> _Work to be completed_
Using the entries that follow, give the number of lines containing the string "what". Write nothing besides that number.

═══ Extracted records ═══

//! System-wide constants and default paths.

use std::path::PathBuf;

/// Base image used when neither the project file nor the config names one.
pub const DEFAULT_BASE_IMAGE: &str = "ubuntu:20.04";

/// Command placed in the closing `CMD` directive of generated Dockerfiles.
pub const DEFAULT_ENTRYPOINT: &str = "/bin/bash";

/// Default registry endpoint.
pub const DEFAULT_REGISTRY_URL: &str = "http://localhost:8080";

/// Default per-invocation deadline for store access, in seconds.
pub const DEFAULT_TIMEOUT_SECS: u64 = 60;

/// Name of the project file recording the base image and selected features.
pub const FEATURIZEFILE_NAME: &str = "Featurizefile";

/// Name of the generated build descriptor.
pub const DOCKERFILE_NAME: &str = "Dockerfile";

/// Name of the generated test manifest.
pub const TEST_MANIFEST_NAME: &str = "test.bats";

/// First line of every generated test manifest.
pub const TEST_MANIFEST_HEADER: &str = "#!/usr/bin/env bats";

/// Comment prefix marking the start of a feature's block in both artifacts.
pub const FEATURE_MARKER_PREFIX: &str = "# feature: ";

/// Directory holding features inside a directory store.
pub const FEATURES_DIR: &str = "features";

/// Per-feature metadata file inside a directory store.
pub const FEATURE_META_FILE: &str = "meta.yml";

/// Per-feature build snippet file inside a directory store.
pub const FEATURE_SNIPPET_FILE: &str = "Dockerfile";

/// Per-feature test snippet file inside a directory store.
pub const FEATURE_TEST_FILE: &str = "test.bats";

/// Directory name under `$HOME` holding user configuration.
pub const CONFIG_DIR_NAME: &str = ".featurize";

/// Configuration file name inside [`CONFIG_DIR_NAME`].
pub const CONFIG_FILE_NAME: &str = "config.yaml";

/// Application name used in CLI output.
pub const APP_NAME: &str = "featurize";

/// Returns the user configuration directory, `$HOME/.featurize`.
///
/// Falls back to the current directory when no home directory is set.
pub fn config_dir() -> PathBuf {
    std::env::var("HOME")
        .or_else(|_| std::env::var("USERPROFILE"))
        .map_or_else(|_| PathBuf::from("."), PathBuf::from)
        .join(CONFIG_DIR_NAME)
}

/// Returns the default configuration file path.
pub fn default_config_file() -> PathBuf {
    config_dir().join(CONFIG_FILE_NAME)
}

/// Renders the marker comment that opens a feature's block.
#[must_use]
pub fn feature_marker(name: &str) -> String {
    format!("{FEATURE_MARKER_PREFIX}{name}")
}

/// Neutralizes lines of user text that would read as feature markers.
///
/// Such lines get one more `#`, which keeps them comments in both a
/// Dockerfile and a bats file. Line endings are preserved.
pub fn escape_markers(text: &str) -> String {
    let mut out = String::with_capacity(text.len());
    for line in text.split_inclusive('\n') {
        if line.starts_with(FEATURE_MARKER_PREFIX) {
            out.push('#');
        }
        out.push_str(line);
    }
    out
}

/// Extracts feature names from marker comments, in order of appearance.
///
/// Works on both the generated Dockerfile and the generated test manifest.
pub fn feature_markers(text: &str) -> Vec<&str> {
    text.lines()
        .filter_map(|line| line.strip_prefix(FEATURE_MARKER_PREFIX))
        .map(str::trim_end)
        .collect()
}
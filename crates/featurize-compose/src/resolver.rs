//! Transitive dependency resolution.
//!
//! Expands a requested feature list into its dependency closure, ordered so
//! that every feature comes after the features it depends on. Traversal is
//! depth-first with an explicit stack; a dependency that is still on the
//! current path closes a cycle and is skipped, so cyclic graphs terminate
//! with each member listed once.

use std::collections::HashSet;

use featurize_common::cancel::CancelToken;
use featurize_common::error::{FeaturizeError, Result};
use featurize_common::types::{Feature, Resolution};
use featurize_store::FeatureStore;

/// A feature whose dependencies are being visited.
struct Frame {
    name: String,
    feature: Feature,
    next_dependency: usize,
}

impl Frame {
    /// Returns the next dependency to visit and advances past it.
    fn next_dependency(&mut self) -> Option<String> {
        let dep = self
            .feature
            .meta
            .dependencies
            .get(self.next_dependency)
            .cloned()?;
        self.next_dependency += 1;
        Some(dep)
    }
}

/// Resolves `names` and their transitive dependencies against `store`.
///
/// Requested names are processed first-requested-first and dependencies in
/// declaration order. Each distinct name is fetched from the store exactly
/// once.
///
/// # Errors
///
/// Returns `FeatureNotFound` for an unknown requested or transitive name (the
/// latter records the feature that required it), `Cancelled` when `cancel`
/// trips before a fetch, and any store error annotated with the feature
/// being fetched.
pub fn resolve<N, S>(names: &[N], store: &S, cancel: &CancelToken) -> Result<Resolution>
where
    N: AsRef<str>,
    S: FeatureStore + ?Sized,
{
    let mut resolution = Resolution::default();
    let mut in_progress: HashSet<String> = HashSet::new();
    let mut stack: Vec<Frame> = Vec::new();

    for requested in names {
        let requested = requested.as_ref();
        if resolution.features.contains_key(requested) {
            continue;
        }
        stack.push(enter(requested, None, store, cancel, &mut in_progress)?);

        while let Some(frame) = stack.last_mut() {
            let Some(dep) = frame.next_dependency() else {
                if let Some(done) = stack.pop() {
                    let _ = in_progress.remove(&done.name);
                    tracing::trace!(feature = %done.name, "feature resolved");
                    resolution.order.push(done.name.clone());
                    let _ = resolution.features.insert(done.name, done.feature);
                }
                continue;
            };
            if resolution.features.contains_key(&dep) {
                continue;
            }
            if in_progress.contains(&dep) {
                tracing::debug!(
                    feature = %frame.name,
                    dependency = %dep,
                    "dependency cycle, skipping back edge"
                );
                continue;
            }
            let parent = frame.name.clone();
            let next = enter(&dep, Some(&parent), store, cancel, &mut in_progress)?;
            stack.push(next);
        }
    }

    tracing::debug!(
        requested = names.len(),
        resolved = resolution.len(),
        "resolved feature set"
    );
    Ok(resolution)
}

fn enter<S>(
    name: &str,
    parent: Option<&str>,
    store: &S,
    cancel: &CancelToken,
    in_progress: &mut HashSet<String>,
) -> Result<Frame>
where
    S: FeatureStore + ?Sized,
{
    let annotate = |err: FeaturizeError| {
        let err = err.for_feature(name);
        match parent {
            Some(p) => err.required_by(p),
            None => err,
        }
    };
    cancel.check().map_err(annotate)?;
    let feature = store.get_feature(name, cancel).map_err(annotate)?;
    if feature.name() != name {
        tracing::warn!(
            requested = name,
            returned = feature.name(),
            "store returned a feature under a different name"
        );
    }
    let _ = in_progress.insert(name.to_string());
    Ok(Frame {
        name: name.to_string(),
        feature,
        next_dependency: 0,
    })
}

/// Resolves through the store's native resolution when it offers one,
/// falling back to [`resolve`].
///
/// # Errors
///
/// Returns the errors of [`resolve`] or of the store's own resolution, and
/// `StoreUnavailable` if a native resolution is internally inconsistent.
pub fn resolve_with<N, S>(names: &[N], store: &S, cancel: &CancelToken) -> Result<Resolution>
where
    N: AsRef<str>,
    S: FeatureStore + ?Sized,
{
    let owned: Vec<String> = names.iter().map(|n| n.as_ref().to_string()).collect();
    match store.native_resolve(&owned, cancel) {
        Some(result) => {
            let resolution = result?;
            if !resolution.is_consistent() {
                return Err(FeaturizeError::unavailable(
                    store.kind(),
                    "native resolution lists features it did not return",
                ));
            }
            tracing::debug!(store = store.kind(), "used native resolution");
            Ok(resolution)
        }
        None => resolve(names, store, cancel),
    }
}
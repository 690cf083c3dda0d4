//! Store selection from configuration.
//!
//! Maps the configured `storage_type` onto a concrete backend. Local-first:
//! the directory store is the default.

use featurize_common::config::{FeaturizeConfig, StorageType};
use featurize_common::error::Result;

use crate::{DirectoryStore, FeatureStore, MemoryStore, RegistryStore};

/// Opens the feature store named by `config.storage_type`.
///
/// # Errors
///
/// Returns an error if the selected backend cannot be opened (missing
/// checkout, invalid registry URL).
pub fn open_store(config: &FeaturizeConfig) -> Result<Box<dyn FeatureStore>> {
    let store: Box<dyn FeatureStore> = match config.storage_type {
        StorageType::Memory => Box::new(MemoryStore::default()),
        StorageType::Directory => Box::new(DirectoryStore::open(&config.directory.path)?),
        StorageType::Registry => Box::new(RegistryStore::new(&config.registry)?),
    };
    tracing::debug!(kind = store.kind(), "opened feature store");
    Ok(store)
}
//! Dockerfile composition.
//!
//! Concatenates the build snippets of an ordered feature list under one
//! `FROM` line. Every feature's block opens with its marker comment, and
//! COPY sources from the build context are moved under the feature's own
//! directory so that files of different features cannot collide.

use featurize_common::constants::{DEFAULT_ENTRYPOINT, escape_markers, feature_marker};
use featurize_common::error::{FeaturizeError, Result};
use featurize_common::types::Feature;

use crate::parser::ast::{Item, Keyword};
use crate::parser::{self, parse_copy, validator};

/// Renders build descriptors with a fixed closing command.
#[derive(Debug, Clone)]
pub struct Composer {
    entrypoint: String,
}

impl Default for Composer {
    fn default() -> Self {
        Self::new(DEFAULT_ENTRYPOINT)
    }
}

impl Composer {
    /// Creates a composer closing every descriptor with `CMD <entrypoint>`.
    #[must_use]
    pub fn new(entrypoint: impl Into<String>) -> Self {
        Self {
            entrypoint: entrypoint.into(),
        }
    }

    /// Returns the command of the closing directive.
    #[must_use]
    pub fn entrypoint(&self) -> &str {
        &self.entrypoint
    }

    /// Composes the Dockerfile for `features`, in the given order.
    ///
    /// # Errors
    ///
    /// Returns `Config` for an empty or multi-line base image,
    /// `SnippetParse` for a snippet that does not parse, and
    /// `MalformedCopyInstruction` for a COPY without a destination. Nothing
    /// is returned on error.
    pub fn compose(&self, base_image: &str, features: &[&Feature]) -> Result<String> {
        check_single_line("base image", base_image)?;
        check_single_line("entrypoint", &self.entrypoint)?;

        let mut out = format!("FROM {}\n", base_image.trim());
        for feature in features {
            check_feature_name(feature.name())?;
            out.push('\n');
            out.push_str(&feature_marker(feature.name()));
            out.push('\n');
            for line in render_feature(feature)? {
                out.push_str(&escape_markers(&line));
                out.push('\n');
            }
        }
        out.push('\n');
        out.push_str("CMD ");
        out.push_str(self.entrypoint.trim());
        out.push('\n');

        tracing::debug!(
            base = base_image,
            features = features.len(),
            bytes = out.len(),
            "composed build descriptor"
        );
        Ok(out)
    }
}

/// Composes with the default closing command.
///
/// # Errors
///
/// See [`Composer::compose`].
pub fn compose(base_image: &str, features: &[&Feature]) -> Result<String> {
    Composer::default().compose(base_image, features)
}

fn check_single_line(what: &str, value: &str) -> Result<()> {
    if value.trim().is_empty() {
        return Err(FeaturizeError::Config {
            message: format!("{what} must not be empty"),
        });
    }
    if value.contains(['\n', '\r']) {
        return Err(FeaturizeError::Config {
            message: format!("{what} must be a single line: {value:?}"),
        });
    }
    Ok(())
}

/// Rejects names that cannot stand on a marker line of their own.
fn check_feature_name(name: &str) -> Result<()> {
    if name.trim().is_empty() || name.contains(['\n', '\r']) {
        return Err(FeaturizeError::Config {
            message: format!("feature name must be a non-empty single line: {name:?}"),
        });
    }
    Ok(())
}

/// Renders one feature's snippet, namespaced, as output lines.
///
/// Blank lines at the end of the snippet are dropped.
///
/// # Errors
///
/// Returns the snippet's parse error with the feature attached.
pub fn render_feature(feature: &Feature) -> Result<Vec<String>> {
    let name = feature.name();
    let snippet =
        parser::parse_snippet(&feature.snippet).map_err(|e| e.into_featurize(name))?;

    for warning in validator::validate(&snippet) {
        tracing::warn!(feature = name, line = warning.line, "{}", warning.message);
    }

    let mut lines = Vec::with_capacity(snippet.items.len());
    for item in &snippet.items {
        match item {
            Item::Trivia(trivia) => lines.push(trivia.text.clone()),
            Item::Instruction(instr) if instr.keyword == Keyword::Copy => {
                let mut args = parse_copy(instr).map_err(|e| e.into_featurize(name))?;
                if args.from_stage().is_some() {
                    lines.push(instr.original.clone());
                    continue;
                }
                args.sources = args
                    .sources
                    .iter()
                    .map(|src| namespace_source(name, src))
                    .collect();
                lines.push(args.render());
            }
            Item::Instruction(instr) => lines.push(instr.original.clone()),
        }
    }
    while lines.last().is_some_and(|l| l.trim().is_empty()) {
        let _ = lines.pop();
    }
    Ok(lines)
}

/// Moves a COPY source under the feature's directory.
///
/// `./` and `/` prefixes are stripped first, so `./a`, `/a` and `a` all
/// become `<feature>/a`; the context root `.` becomes `<feature>`.
#[must_use]
pub fn namespace_source(feature: &str, source: &str) -> String {
    let mut rest = source;
    loop {
        if let Some(stripped) = rest.strip_prefix("./") {
            rest = stripped;
        } else if let Some(stripped) = rest.strip_prefix('/') {
            rest = stripped;
        } else {
            break;
        }
    }
    if rest.is_empty() || rest == "." {
        feature.to_string()
    } else {
        format!("{feature}/{rest}")
    }
}

#[cfg(test)]
mod tests {
    use featurize_common::constants::feature_markers;
    use featurize_common::types::FeatureMeta;

    use super::*;

    fn feature(name: &str, snippet: &str) -> Feature {
        Feature::new(FeatureMeta::new(name, Vec::<String>::new()), snippet, "")
    }

    #[test]
    fn no_features_gives_from_and_cmd() {
        let out = compose("ubuntu:20.04", &[]).expect("compose");
        assert_eq!(out, "FROM ubuntu:20.04\n\nCMD /bin/bash\n");
    }

    #[test]
    fn copy_source_is_namespaced() {
        let foo = feature("foo", "COPY a/b c\n");
        let out = compose("ubuntu:20.04", &[&foo]).expect("compose");
        assert!(out.contains("\nCOPY foo/a/b c\n"), "got: {out}");
        assert!(!out.contains("COPY a/b c"));
    }

    #[test]
    fn layout_of_two_features() {
        let a = feature("a", "RUN echo a\n");
        let b = feature("b", "# b things\nRUN echo b\n\n\n");
        let out = Composer::new("/bin/sh").compose("alpine:3.19", &[&a, &b]).expect("compose");
        assert_eq!(
            out,
            "FROM alpine:3.19\n\n# feature: a\nRUN echo a\n\n# feature: b\n# b things\nRUN echo b\n\nCMD /bin/sh\n"
        );
    }

    #[test]
    fn non_copy_instructions_pass_through_verbatim() {
        let snippet = "run   apt-get update && \\\n    apt-get install -y curl\nENV  A=1   B=2";
        let f = feature("tools", snippet);
        let out = compose("debian", &[&f]).expect("compose");
        assert!(out.contains(snippet), "got: {out}");
    }

    #[test]
    fn crlf_instruction_bytes_are_kept() {
        let f = feature("win", "RUN echo a \\\r\n  && echo b\r\nCOPY a b\r\n");
        let out = compose("debian", &[&f]).expect("compose");
        assert!(out.contains("\nRUN echo a \\\r\n  && echo b\n"), "got: {out:?}");
        assert!(out.contains("\nCOPY win/a b\n"), "got: {out:?}");
    }

    #[test]
    fn copy_keeps_flags_and_json_form() {
        let f = feature(
            "web",
            "COPY --chown=www:www ./site /var/www\nCOPY [\"conf/nginx.conf\", \"/etc/nginx/\"]\n",
        );
        let out = compose("nginx", &[&f]).expect("compose");
        assert!(out.contains("COPY --chown=www:www web/site /var/www\n"), "got: {out}");
        assert!(out.contains("COPY [\"web/conf/nginx.conf\", \"/etc/nginx/\"]\n"), "got: {out}");
    }

    #[test]
    fn copy_from_stage_is_untouched() {
        let f = feature("bin", "COPY --from=builder /out/app /usr/local/bin/app\n");
        let out = compose("debian", &[&f]).expect("compose");
        assert!(out.contains("COPY --from=builder /out/app /usr/local/bin/app\n"));
    }

    #[test]
    fn multi_source_copy_namespaces_every_source() {
        let f = feature("x", "COPY a b /opt/\n");
        let out = compose("debian", &[&f]).expect("compose");
        assert!(out.contains("COPY x/a x/b /opt/\n"));
    }

    #[test]
    fn namespace_source_normalizes_prefixes() {
        assert_eq!(namespace_source("foo", "a/b"), "foo/a/b");
        assert_eq!(namespace_source("foo", "./a"), "foo/a");
        assert_eq!(namespace_source("foo", "/etc/x"), "foo/etc/x");
        assert_eq!(namespace_source("foo", "."), "foo");
        assert_eq!(namespace_source("foo", "./"), "foo");
        assert_eq!(namespace_source("foo", "*.py"), "foo/*.py");
    }

    #[test]
    fn malformed_copy_names_feature_and_line() {
        let f = feature("broken", "RUN true\nCOPY lonely\n");
        let err = compose("debian", &[&f]).unwrap_err();
        assert!(matches!(
            err,
            FeaturizeError::MalformedCopyInstruction { ref feature, line: 2, .. } if feature == "broken"
        ));
    }

    #[test]
    fn unparseable_snippet_fails_whole_composition() {
        let ok = feature("ok", "RUN true\n");
        let bad = feature("bad", "make install\n");
        let err = compose("debian", &[&ok, &bad]).unwrap_err();
        assert!(matches!(err, FeaturizeError::SnippetParse { ref feature, .. } if feature == "bad"));
    }

    #[test]
    fn empty_base_image_is_rejected() {
        assert!(matches!(compose("  ", &[]), Err(FeaturizeError::Config { .. })));
        assert!(matches!(
            compose("ubuntu\nRUN rm -rf /", &[]),
            Err(FeaturizeError::Config { .. })
        ));
    }

    #[test]
    fn feature_with_empty_snippet_still_gets_marker() {
        let f = feature("meta-only", "");
        let out = compose("debian", &[&f]).expect("compose");
        assert_eq!(out, "FROM debian\n\n# feature: meta-only\n\nCMD /bin/bash\n");
    }

    #[test]
    fn marker_lookalikes_in_snippets_are_escaped() {
        let java = feature(
            "java",
            "# feature: install the JDK\nRUN apt-get install -y openjdk-17-jdk && \\\n# feature: inside\n    java -version\n",
        );
        let out = compose("debian", &[&java]).expect("compose");
        assert_eq!(feature_markers(&out), vec!["java"]);
        assert!(out.contains("## feature: install the JDK\n"), "got: {out}");
        assert!(out.contains("## feature: inside\n"), "got: {out}");
    }

    #[test]
    fn multi_line_feature_names_are_rejected() {
        let f = feature("evil\n# feature: other", "RUN true\n");
        assert!(matches!(compose("debian", &[&f]), Err(FeaturizeError::Config { .. })));
        let f = feature("cr\r", "");
        assert!(matches!(compose("debian", &[&f]), Err(FeaturizeError::Config { .. })));
    }

    #[test]
    fn composing_twice_gives_same_output() {
        let f = feature("foo", "COPY a b\n");
        let first = compose("debian", &[&f]).expect("compose");
        let second = compose("debian", &[&f]).expect("compose");
        assert_eq!(first, second);
        assert!(!first.contains("foo/foo/"));
    }
}
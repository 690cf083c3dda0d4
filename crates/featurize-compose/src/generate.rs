//! One-shot generation of a project's artifacts.
//!
//! Resolves the requested features once, then renders the build descriptor
//! and the test manifest from the same ordered list so their feature blocks
//! always agree.

use std::path::{Path, PathBuf};

use featurize_common::cancel::CancelToken;
use featurize_common::constants::{DOCKERFILE_NAME, TEST_MANIFEST_NAME};
use featurize_common::error::{FeaturizeError, Result};
use featurize_common::types::Resolution;
use featurize_store::FeatureStore;

use crate::composer::Composer;
use crate::graph::DependencyGraph;
use crate::manifest::write_test_manifest;
use crate::project::FeatureSet;
use crate::resolver;

/// Generated project artifacts.
#[derive(Debug, Clone, PartialEq, Eq)]
pub struct Artifacts {
    /// Base image the descriptor starts from.
    pub base_image: String,
    /// Feature names as requested, before resolution.
    pub requested: Vec<String>,
    /// Resolved feature names in dependency order.
    pub order: Vec<String>,
    /// Dockerfile text.
    pub build_descriptor: String,
    /// bats test manifest text.
    pub test_manifest: String,
    /// Dependency cycles found among the resolved features.
    pub cycles: Vec<Vec<String>>,
}

impl Artifacts {
    /// Returns the project file recording these artifacts.
    ///
    /// Only the requested names are recorded; dependencies are resolved
    /// again on the next generation.
    #[must_use]
    pub fn feature_set(&self) -> FeatureSet {
        FeatureSet::new(self.base_image.clone(), self.requested.clone())
    }

    /// Writes the Dockerfile and the test manifest into `dir`.
    ///
    /// # Errors
    ///
    /// Returns `Io` if a file cannot be written.
    pub fn write_to(&self, dir: &Path) -> Result<Vec<PathBuf>> {
        let files = [
            (DOCKERFILE_NAME, &self.build_descriptor),
            (TEST_MANIFEST_NAME, &self.test_manifest),
        ];
        let mut written = Vec::with_capacity(files.len());
        for (name, content) in files {
            let path = dir.join(name);
            std::fs::write(&path, content).map_err(|e| FeaturizeError::Io {
                path: path.clone(),
                source: e,
            })?;
            tracing::info!(path = %path.display(), "wrote artifact");
            written.push(path);
        }
        Ok(written)
    }
}

/// Ties a store, a composer and a cancellation token together.
#[derive(Debug)]
pub struct Generator<'s, S: FeatureStore + ?Sized> {
    store: &'s S,
    composer: Composer,
    cancel: CancelToken,
}

impl<'s, S: FeatureStore + ?Sized> Generator<'s, S> {
    /// Creates a generator with the default composer and no deadline.
    #[must_use]
    pub fn new(store: &'s S) -> Self {
        Self {
            store,
            composer: Composer::default(),
            cancel: CancelToken::new(),
        }
    }

    /// Replaces the composer.
    #[must_use]
    pub fn with_composer(mut self, composer: Composer) -> Self {
        self.composer = composer;
        self
    }

    /// Replaces the cancellation token.
    #[must_use]
    pub fn with_cancel(mut self, cancel: CancelToken) -> Self {
        self.cancel = cancel;
        self
    }

    /// Resolves `names`, preferring the store's native resolution.
    ///
    /// # Errors
    ///
    /// Returns the resolver's errors.
    pub fn resolve<N: AsRef<str>>(&self, names: &[N]) -> Result<Resolution> {
        resolver::resolve_with(names, self.store, &self.cancel)
    }

    /// Generates the artifacts for `names` on top of `base_image`.
    ///
    /// # Errors
    ///
    /// Returns the first resolver or composer error; nothing is produced
    /// on error.
    pub fn generate<N: AsRef<str>>(&self, base_image: &str, names: &[N]) -> Result<Artifacts> {
        let resolution = self.resolve(names)?;
        let cycles = DependencyGraph::from_resolution(&resolution).cycles();
        for cycle in &cycles {
            tracing::warn!(features = ?cycle, "dependency cycle, order along it is best-effort");
        }

        let features = resolution.ordered_features();
        let build_descriptor = self.composer.compose(base_image, &features)?;
        let test_manifest = write_test_manifest(&features);
        tracing::info!(
            base = base_image,
            requested = names.len(),
            resolved = resolution.len(),
            "generated artifacts"
        );

        Ok(Artifacts {
            base_image: base_image.trim().to_string(),
            requested: names.iter().map(|n| n.as_ref().to_string()).collect(),
            order: resolution.order,
            build_descriptor,
            test_manifest,
            cycles,
        })
    }
}

/// Generates artifacts with default settings.
///
/// # Errors
///
/// See [`Generator::generate`].
pub fn generate<N, S>(base_image: &str, names: &[N], store: &S) -> Result<Artifacts>
where
    N: AsRef<str>,
    S: FeatureStore + ?Sized,
{
    Generator::new(store).generate(base_image, names)
}
//! `featurize clean` — Remove generated files and the Featurizefile.

use std::path::{Path, PathBuf};

use clap::Args;
use featurize_common::constants::{DOCKERFILE_NAME, FEATURIZEFILE_NAME, TEST_MANIFEST_NAME};

/// Arguments for the `clean` command.
#[derive(Args, Debug)]
pub struct CleanArgs {
    /// Project directory.
    #[arg(short, long, default_value = ".")]
    pub dir: PathBuf,
}

/// Executes the `clean` command.
///
/// Missing files are reported but do not fail the command.
///
/// # Errors
///
/// Returns an error if an existing file cannot be removed.
pub fn execute(args: &CleanArgs) -> anyhow::Result<()> {
    for (path, removed) in clean(&args.dir)? {
        if removed {
            println!("Removed {}", path.display());
        } else {
            println!("Not found {}", path.display());
        }
    }
    Ok(())
}

fn clean(dir: &Path) -> anyhow::Result<Vec<(PathBuf, bool)>> {
    let mut outcome = Vec::new();
    for name in [FEATURIZEFILE_NAME, DOCKERFILE_NAME, TEST_MANIFEST_NAME] {
        let path = dir.join(name);
        match std::fs::remove_file(&path) {
            Ok(()) => outcome.push((path, true)),
            Err(e) if e.kind() == std::io::ErrorKind::NotFound => {
                tracing::debug!(path = %path.display(), "nothing to remove");
                outcome.push((path, false));
            }
            Err(e) => return Err(anyhow::anyhow!("removing {}: {e}", path.display())),
        }
    }
    Ok(outcome)
}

═══

> _Result of the task_
3